Phuket’s sea gypsy communities are getting a much needed break after the Covid tourism standstill have their traditions a break from the tourism onslaught. 42 year old Sanan Changham says now there is an abundance of fish and shellfish to eat. Tourist boats have been docked at the quay, making fishing easier for the Chao Lay, or “people of the sea.“

“We don’t dive as deep as before, so it’s less dangerous.“

More than 9 million visitors came to Phuket in 2019, impacting the sea gypsies and their way of life, mostly located at the southern end of the island. The booming tourism brought a decline in fish stocks, decreasing fishing grounds and loud construction of hotels. And the traffic. Such hotels signal an even bigger threat to the 1,200 Chao Lay in Rawai, as property developers have tried to evict them from their ancestral strip of land that faces the sea.

Ngim Damrongkaset, a Rawai community representative, says he hopes the area where developers have taken a stake is abandoned.

“They want to drive us out of our homes, but also to deny us access to the sea.”

For the Chao Lay people, the fight to keep their land has been unequal as most are illiterate and were unaware of the fact that they could register their land, but the government is trying to help them. One way for authorities to buy the land and entrust it to them.

Narumon Arunotai, an anthropologist at Bangkok’s Chulalongkorn University, says the government must seize the opportunity provided by the pandemic to rethink their vision on Chao Lay.

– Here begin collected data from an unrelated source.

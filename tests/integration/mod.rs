//! Integration test target

mod basic_integration;
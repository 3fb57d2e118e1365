//! Streak calculation and milestone tracking
//!
//! A habit's streak is advanced one completion at a time. Each completion
//! either continues the current run (done yesterday), starts a new run
//! (never done, or a gap of two or more days), or is ignored (already done
//! on that day).
//!
//! Milestones are tracked per run: `last_milestone` is reset when a new run
//! starts, so the day-one message greets every fresh start while the
//! seven-day message fires once per run, the first time it is reached.

use chrono::NaiveDate;
use crate::domain::{EffortEntry, EffortScore, Habit, Milestone};

/// State-machine view of a habit's streak
#[derive(Debug, Clone, Copy, PartialEq, Eq)]
pub enum StreakState {
    /// Never completed, or no streak recorded yet
    Fresh,
    /// A run of `n` consecutive days
    Active(u32),
}

impl StreakState {
    pub fn of(habit: &Habit) -> Self {
        match habit.streak {
            0 => StreakState::Fresh,
            n => StreakState::Active(n),
        }
    }
}

/// Result of applying one completion to a habit
#[derive(Debug, Clone, PartialEq)]
pub enum StreakOutcome {
    /// The habit was already marked done on that day
    Unchanged,
    /// The completion was recorded
    Advanced {
        habit: Habit,
        /// Milestone reached by this completion, announced at most once
        milestone: Option<Milestone>,
    },
}

impl StreakOutcome {
    pub fn is_unchanged(&self) -> bool {
        matches!(self, StreakOutcome::Unchanged)
    }
}

/// Apply a completion on `completion_date` to `habit`
///
/// The input habit is left untouched; the updated record is returned in
/// [`StreakOutcome::Advanced`] for the caller to persist.
pub fn advance(habit: &Habit, completion_date: NaiveDate, effort: EffortScore) -> StreakOutcome {
    if habit.is_done_on(completion_date) {
        return StreakOutcome::Unchanged;
    }

    let mut updated = habit.clone();
    let continues = match (habit.last_done, completion_date.pred_opt()) {
        (Some(last), Some(yesterday)) => last == yesterday,
        _ => false,
    };

    if continues {
        updated.streak += 1;
    } else {
        // New run: earlier milestones may be announced again
        updated.streak = 1;
        updated.last_milestone = 0;
    }

    updated.last_done = Some(completion_date);
    updated.longest_streak = updated.longest_streak.max(updated.streak);
    updated.effort_log.push(EffortEntry::new(completion_date, effort));

    let milestone = Milestone::for_streak(updated.streak)
        .filter(|m| updated.last_milestone < m.streak());
    if let Some(reached) = milestone {
        updated.last_milestone = reached.streak();
    }

    tracing::debug!(
        "Advanced habit {}: streak {} (longest {}), milestone {:?}",
        updated.id,
        updated.streak,
        updated.longest_streak,
        milestone
    );

    StreakOutcome::Advanced {
        habit: updated,
        milestone,
    }
}
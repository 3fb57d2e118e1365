//! Analytics engine for summarizing recent habit activity
//!
//! The weekly summary looks at the effort logs of every habit over a rolling
//! seven-day window ending today.

use chrono::{Duration, NaiveDate};
use serde::Serialize;
use crate::domain::Habit;

/// Length of the rolling summary window, today included
pub const WEEK_WINDOW_DAYS: i64 = 7;

/// Aggregate of completions and effort over the last seven days
#[derive(Debug, Clone, PartialEq, Serialize)]
pub struct WeeklySummary {
    /// First day of the window
    pub start: NaiveDate,
    /// Last day of the window (today)
    pub end: NaiveDate,
    /// Number of completions logged in the window, across all habits
    pub completed_days: u32,
    /// Mean effort of those completions, rounded to one decimal place
    pub average_effort: f64,
    /// Human-readable rendering of the two numbers above
    pub message: String,
}

/// Analytics engine for processing habit data
#[derive(Debug, Default)]
pub struct AnalyticsEngine {}

impl AnalyticsEngine {
    /// Create a new analytics engine
    pub fn new() -> Self {
        Self {}
    }

    /// Summarize the seven days ending on `today`
    ///
    /// Returns `None` when no completion falls in the window, so "no
    /// activity" stays distinct from "activity with a low average".
    pub fn weekly_summary(&self, habits: &[Habit], today: NaiveDate) -> Option<WeeklySummary> {
        let start = today - Duration::days(WEEK_WINDOW_DAYS - 1);

        let (completed_days, total_effort) = habits
            .iter()
            .flat_map(|habit| habit.effort_log.iter())
            .filter(|entry| entry.is_within(start, today))
            .fold((0u32, 0i64), |(count, total), entry| {
                (count + 1, total + entry.effort)
            });

        if completed_days == 0 {
            return None;
        }

        let average_effort = round_to_tenth(total_effort as f64 / f64::from(completed_days));
        let message = format!(
            "This week: you completed {} habit check-ins. Average effort was {:.1}/10.",
            completed_days, average_effort
        );

        Some(WeeklySummary {
            start,
            end: today,
            completed_days,
            average_effort,
            message,
        })
    }
}

/// Round to one decimal place, ties to even (5.25 becomes 5.2)
fn round_to_tenth(value: f64) -> f64 {
    (value * 10.0).round_ties_even() / 10.0
}

#[cfg(test)]
mod tests {
    use super::*;
    use crate::domain::{EffortEntry, EffortScore};

    fn habit_with(name: &str, log: &[(NaiveDate, u8)]) -> Habit {
        let mut habit = Habit::new(name).unwrap();
        habit.effort_log = log
            .iter()
            .map(|(date, effort)| EffortEntry::new(*date, EffortScore::new(*effort).unwrap()))
            .collect();
        habit
    }

    fn today() -> NaiveDate {
        NaiveDate::from_ymd_opt(2024, 4, 15).unwrap()
    }

    #[test]
    fn test_no_entries_yields_no_summary() {
        let engine = AnalyticsEngine::new();
        assert_eq!(engine.weekly_summary(&[], today()), None);
        assert_eq!(engine.weekly_summary(&[Habit::new("Gym").unwrap()], today()), None);
    }

    #[test]
    fn test_entries_outside_window_are_ignored() {
        let engine = AnalyticsEngine::new();
        let habits = [habit_with(
            "Gym",
            &[(today() - Duration::days(7), 9), (today() + Duration::days(1), 9)],
        )];
        assert_eq!(engine.weekly_summary(&habits, today()), None);
    }

    #[test]
    fn test_summary_counts_and_averages() {
        let engine = AnalyticsEngine::new();
        let habits = [habit_with("Gym", &[(today(), 6), (today() - Duration::days(1), 8)])];

        let summary = engine.weekly_summary(&habits, today()).unwrap();

        assert_eq!(summary.completed_days, 2);
        assert_eq!(summary.average_effort, 7.0);
        assert_eq!(summary.start, today() - Duration::days(6));
        assert_eq!(
            summary.message,
            "This week: you completed 2 habit check-ins. Average effort was 7.0/10."
        );
    }

    #[test]
    fn test_summary_spans_all_habits_and_rounds() {
        let engine = AnalyticsEngine::new();
        let habits = [
            habit_with("Gym", &[(today() - Duration::days(6), 7)]),
            habit_with("Read", &[(today() - Duration::days(2), 8), (today(), 8)]),
            habit_with("Walk", &[(today() - Duration::days(30), 1)]),
        ];

        let summary = engine.weekly_summary(&habits, today()).unwrap();

        assert_eq!(summary.completed_days, 3);
        // 23 / 3 = 7.666..
        assert_eq!(summary.average_effort, 7.7);
    }

    #[test]
    fn test_half_tenths_round_to_even() {
        let engine = AnalyticsEngine::new();
        let day = |n| today() - Duration::days(n);

        // 21 / 4 = 5.25
        let habits = [habit_with("Gym", &[(day(0), 6), (day(1), 5), (day(2), 5), (day(3), 5)])];
        let summary = engine.weekly_summary(&habits, today()).unwrap();
        assert_eq!(summary.average_effort, 5.2);
        assert!(summary.message.ends_with("Average effort was 5.2/10."));

        // 23 / 4 = 5.75
        let habits = [habit_with("Gym", &[(day(0), 8), (day(1), 5), (day(2), 5), (day(3), 5)])];
        let summary = engine.weekly_summary(&habits, today()).unwrap();
        assert_eq!(summary.average_effort, 5.8);
    }

    #[test]
    fn test_stored_efforts_outside_scale_are_averaged() {
        let engine = AnalyticsEngine::new();
        let mut habit = Habit::new("Gym").unwrap();
        habit.effort_log = vec![
            EffortEntry { date: today(), effort: -1 },
            EffortEntry { date: today(), effort: 300 },
        ];

        let summary = engine.weekly_summary(&[habit], today()).unwrap();

        assert_eq!(summary.completed_days, 2);
        assert_eq!(summary.average_effort, 149.5);
    }
}
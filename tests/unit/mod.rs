//! Unit test target

mod basic_tests;
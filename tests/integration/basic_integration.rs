//! Basic integration tests
use chrono::{Duration, NaiveDate};
use habit_streaks::*;
use serde_json::{json, Value};
use tempfile::TempDir;

fn today() -> NaiveDate {
    NaiveDate::from_ymd_opt(2025, 5, 12).unwrap()
}

fn done(storage: &JsonFileStorage, habit: &str, date: NaiveDate) -> LogHabitResponse {
    log_habit(
        storage,
        LogHabitParams { habit: habit.to_string(), effort: None },
        date,
    )
    .expect("mark done failed")
}

#[cfg(test)]
mod basic_integration_tests {
    use super::*;

    #[test]
    fn test_gym_scenario() {
        let dir = TempDir::new().expect("Failed to create temp dir");
        let storage = JsonFileStorage::new(dir.path().join("habits.json")).unwrap();

        let created = create_habit(&storage, CreateHabitParams { name: "Gym".to_string() }).unwrap();
        assert_eq!(created.outcome, CreateOutcome::Created);

        // First completion: day-one milestone
        let first = done(&storage, "Gym", today());
        let habit = first.habit.as_ref().unwrap();
        assert_eq!((habit.streak, habit.longest_streak), (1, 1));
        assert_eq!(first.milestone, Some(Milestone::FirstDay));
        assert!(first.notification.is_some());

        // Same day again: nothing changes
        let repeat = done(&storage, "Gym", today());
        assert_eq!(repeat.outcome, LogOutcome::AlreadyDoneToday);
        assert!(repeat.notification.is_none());
        assert_eq!(storage.load_habits().unwrap()[0].effort_log.len(), 1);

        // Tomorrow continues the streak
        let second = done(&storage, "gym", today() + Duration::days(1));
        assert_eq!(second.habit.as_ref().unwrap().streak, 2);
        assert!(second.milestone.is_none());

        // Skip two days: back to one, best streak kept
        let restart = done(&storage, "GYM", today() + Duration::days(4));
        let habit = restart.habit.as_ref().unwrap();
        assert_eq!(habit.streak, 1);
        assert_eq!(habit.longest_streak, 2);
        assert_eq!(restart.milestone, Some(Milestone::FirstDay));

        let stored = &storage.load_habits().unwrap()[0];
        assert_eq!(stored.last_done, Some(today() + Duration::days(4)));
        assert_eq!(stored.effort_log.len(), 3);
    }

    #[test]
    fn test_delete_then_mark_done() {
        let dir = TempDir::new().expect("Failed to create temp dir");
        let storage = JsonFileStorage::new(dir.path().join("habits.json")).unwrap();
        create_habit(&storage, CreateHabitParams { name: "Walk".to_string() }).unwrap();

        let deleted = delete_habit(&storage, DeleteHabitParams { habit: "walk".to_string() }).unwrap();
        assert_eq!(deleted.removed, 1);

        let response = done(&storage, "walk", today());
        assert_eq!(response.outcome, LogOutcome::UnknownHabit);
        assert!(storage.load_habits().unwrap().is_empty());
    }

    #[test]
    fn test_document_persists_between_servers() {
        let dir = TempDir::new().expect("Failed to create temp dir");
        let path = dir.path().join("habits.json");

        let first = tokio_test::block_on(HabitTrackerServer::new(path.clone()))
            .expect("Failed to create first server");
        create_habit(first.storage(), CreateHabitParams { name: "Read".to_string() }).unwrap();
        done(first.storage(), "read", today());

        let second = tokio_test::block_on(HabitTrackerServer::new(path.clone()))
            .expect("Failed to create second server");
        let habits = second.storage().load_habits().unwrap();
        assert_eq!(habits.len(), 1);
        assert_eq!(habits[0].streak, 1);

        let document: Value = serde_json::from_str(&std::fs::read_to_string(path).unwrap()).unwrap();
        assert_eq!(document[0]["id"], "read");
        assert_eq!(document[0]["last_done"], today().to_string());
        assert_eq!(document[0]["effort_log"][0], json!({"date": today().to_string(), "effort": 5}));
    }

    #[test]
    fn test_home_view_reports_week() {
        let dir = TempDir::new().expect("Failed to create temp dir");
        let storage = JsonFileStorage::new(dir.path().join("habits.json")).unwrap();
        for name in ["Gym", "Read"] {
            create_habit(&storage, CreateHabitParams { name: name.to_string() }).unwrap();
        }
        log_habit(&storage, LogHabitParams { habit: "gym".to_string(), effort: Some(6) }, today() - Duration::days(1)).unwrap();
        log_habit(&storage, LogHabitParams { habit: "read".to_string(), effort: Some(8) }, today()).unwrap();

        let view = home_view(&storage, today(), None).unwrap();

        assert_eq!(view.habits.len(), 2);
        assert!(view.notification.is_none());
        let summary = view.weekly_summary.unwrap();
        assert_eq!(summary.completed_days, 2);
        assert_eq!(summary.average_effort, 7.0);
        assert_eq!(weekly_summary(&storage, today() + Duration::days(7)).unwrap(), None);
    }

    #[tokio::test]
    async fn test_mcp_session() {
        let dir = TempDir::new().expect("Failed to create temp dir");
        let server = HabitTrackerServer::new(dir.path().join("habits.json"))
            .await
            .expect("Failed to create server");
        let mut session = McpServer::new(server);

        let request = json!({
            "jsonrpc": "2.0",
            "id": 7,
            "method": "tools/call",
            "params": {"name": "habit_create", "arguments": {"name": "Stretch"}}
        });
        let response = session.handle_line(&request.to_string()).await.unwrap();

        assert_eq!(response.id, json!(7));
        let result = response.result.unwrap();
        assert_eq!(result["isError"], false);
        assert_eq!(result["structuredContent"]["habit_id"], "stretch");
    }
}
//! Milestones and the messages announced when a streak reaches them

use serde::{Deserialize, Serialize};

/// Streak lengths that trigger a one-time congratulatory message
#[derive(Debug, Clone, Copy, PartialEq, Eq, Hash, Serialize, Deserialize)]
#[serde(rename_all = "snake_case")]
pub enum Milestone {
    /// First day of a run
    FirstDay,
    /// Seventh consecutive day
    FirstWeek,
}

impl Milestone {
    /// All milestones, in ascending streak order
    pub const ALL: [Milestone; 2] = [Milestone::FirstDay, Milestone::FirstWeek];

    /// The milestone reached at exactly `streak` days, if any
    pub fn for_streak(streak: u32) -> Option<Self> {
        Self::ALL.into_iter().find(|m| m.streak() == streak)
    }

    /// Streak length this milestone fires at
    pub fn streak(self) -> u32 {
        match self {
            Milestone::FirstDay => 1,
            Milestone::FirstWeek => 7,
        }
    }
}

/// Messages for one habit, one per milestone
#[derive(Debug, Clone, Copy, PartialEq, Eq)]
pub struct MessageTable {
    pub first_day: &'static str,
    pub first_week: &'static str,
}

impl MessageTable {
    pub fn get(&self, milestone: Milestone) -> &'static str {
        match milestone {
            Milestone::FirstDay => self.first_day,
            Milestone::FirstWeek => self.first_week,
        }
    }
}

const DEFAULT_MESSAGES: MessageTable = MessageTable {
    first_day: "Day one complete. You started.",
    first_week: "Seven days in. This habit is forming.",
};

/// Habit-specific tables, keyed by lowercased habit name
const HABIT_MESSAGES: &[(&str, MessageTable)] = &[
    (
        "gym",
        MessageTable {
            first_day: "Good start. Showing up matters more than intensity.",
            first_week: "Seven days in. Your body is adapting to consistency.",
        },
    ),
    (
        "read",
        MessageTable {
            first_day: "One reading session done. Knowledge compounds quietly.",
            first_week: "Seven days of reading. Focus is becoming a habit.",
        },
    ),
    (
        "walk",
        MessageTable {
            first_day: "You moved today. That is always a win.",
            first_week: "Seven days of movement. This supports everything else you do.",
        },
    ),
];

/// Keyed lookup of milestone messages with a default fallback
#[derive(Debug, Clone, Copy)]
pub struct MessageBook {
    entries: &'static [(&'static str, MessageTable)],
    fallback: MessageTable,
}

impl MessageBook {
    /// The built-in message book
    pub fn builtin() -> Self {
        Self {
            entries: HABIT_MESSAGES,
            fallback: DEFAULT_MESSAGES,
        }
    }

    /// Message table for a habit name, falling back to the default table
    pub fn table_for(&self, habit_name: &str) -> &MessageTable {
        let key = habit_name.trim().to_lowercase();
        self.entries
            .iter()
            .find(|(name, _)| *name == key)
            .map(|(_, table)| table)
            .unwrap_or(&self.fallback)
    }

    pub fn message_for(&self, habit_name: &str, milestone: Milestone) -> &'static str {
        self.table_for(habit_name).get(milestone)
    }
}

impl Default for MessageBook {
    fn default() -> Self {
        Self::builtin()
    }
}
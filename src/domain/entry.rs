//! Effort log entries for habit completions
//!
//! Every time a habit is marked done, one `EffortEntry` is appended to the
//! habit's effort log. The weekly summary is computed from these entries.

use serde::{Deserialize, Serialize};
use chrono::NaiveDate;
use crate::domain::DomainError;

/// Self-reported effort for one completion, on a 1-10 scale
#[derive(Debug, Clone, Copy, PartialEq, Eq, PartialOrd, Ord, Serialize, Deserialize)]
#[serde(transparent)]
pub struct EffortScore(u8);

impl EffortScore {
    /// Lowest accepted score
    pub const MIN: u8 = 1;
    /// Highest accepted score
    pub const MAX: u8 = 10;
    /// Score used when the client does not send one
    pub const DEFAULT: EffortScore = EffortScore(5);

    /// Create a score, rejecting values outside 1-10
    pub fn new(value: u8) -> Result<Self, DomainError> {
        if !(Self::MIN..=Self::MAX).contains(&value) {
            return Err(DomainError::InvalidEffort(format!(
                "Effort must be between {} and {}, got {}",
                Self::MIN,
                Self::MAX,
                value
            )));
        }
        Ok(Self(value))
    }

    /// Score from optional client input, defaulting to the mid-scale value
    pub fn from_optional(value: Option<u8>) -> Result<Self, DomainError> {
        value.map_or(Ok(Self::DEFAULT), Self::new)
    }

    pub fn value(self) -> u8 {
        self.0
    }
}

impl Default for EffortScore {
    fn default() -> Self {
        Self::DEFAULT
    }
}

/// A record of completing a habit on a specific day
///
/// Entries are never edited after they are appended; insertion order is
/// chronological because completions are only ever logged for today.
#[derive(Debug, Clone, PartialEq, Serialize, Deserialize)]
pub struct EffortEntry {
    /// Which day this completion was for
    pub date: NaiveDate,
    /// Effort reported for the completion. Only new input is held to the
    /// 1-10 scale; stored values load as any JSON integer.
    pub effort: i64,
}

impl EffortEntry {
    pub fn new(date: NaiveDate, effort: EffortScore) -> Self {
        Self {
            date,
            effort: i64::from(effort.value()),
        }
    }

    /// Check whether this entry falls within `[start, end]`
    pub fn is_within(&self, start: NaiveDate, end: NaiveDate) -> bool {
        start <= self.date && self.date <= end
    }
}

#[cfg(test)]
mod tests {
    use super::*;

    #[test]
    fn test_effort_bounds() {
        assert!(EffortScore::new(1).is_ok());
        assert!(EffortScore::new(10).is_ok());
        assert!(EffortScore::new(0).is_err());
        assert!(EffortScore::new(11).is_err());
    }

    #[test]
    fn test_missing_effort_defaults_to_five() {
        let score = EffortScore::from_optional(None).unwrap();
        assert_eq!(score.value(), 5);
        assert!(EffortScore::from_optional(Some(42)).is_err());
    }

    #[test]
    fn test_entry_window_is_inclusive() {
        let day = NaiveDate::from_ymd_opt(2024, 3, 10).unwrap();
        let entry = EffortEntry::new(day, EffortScore::DEFAULT);
        assert!(entry.is_within(day, day));
        assert!(!entry.is_within(day.succ_opt().unwrap(), day.succ_opt().unwrap()));
    }

    #[test]
    fn test_stored_effort_outside_scale_deserializes() {
        let entry: EffortEntry =
            serde_json::from_str(r#"{"date": "2024-03-10", "effort": -1}"#).unwrap();
        assert_eq!(entry.effort, -1);

        let entry: EffortEntry =
            serde_json::from_str(r#"{"date": "2024-03-10", "effort": 300}"#).unwrap();
        assert_eq!(entry.effort, 300);
    }
}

“Covid is an opportunity to change mentalities. Mass tourism in Phuket has been a catastrophe for the sea gypsies.“

The land in Rawai was originally claimed by Indonesian ancestors of Sanan, before the island became flooded with international travellers. But since tourism has become more profitable, authorities have cracked down on the sea gypsies unless they are sailing in protected marine reserves.

“Before, we risked being arrested by a patrol or having our boats confiscated.“

For the animist Chao Lay the beach is a vital space where they keep their colourful wooden boats and where they pray and give thanks to their ancestors. But not only their unique cultural heritage has helped them navigate the waters.

The Chao Lay people are experts at detecting any abnormalities in the water, as such they were able to escape before the 2004 Boxing Day Tsunami hit, while saving loads of tourists. Furthermore, Children of the Moken have 50% better visual acuity in the water than their European counterparts, according to a 2003 study.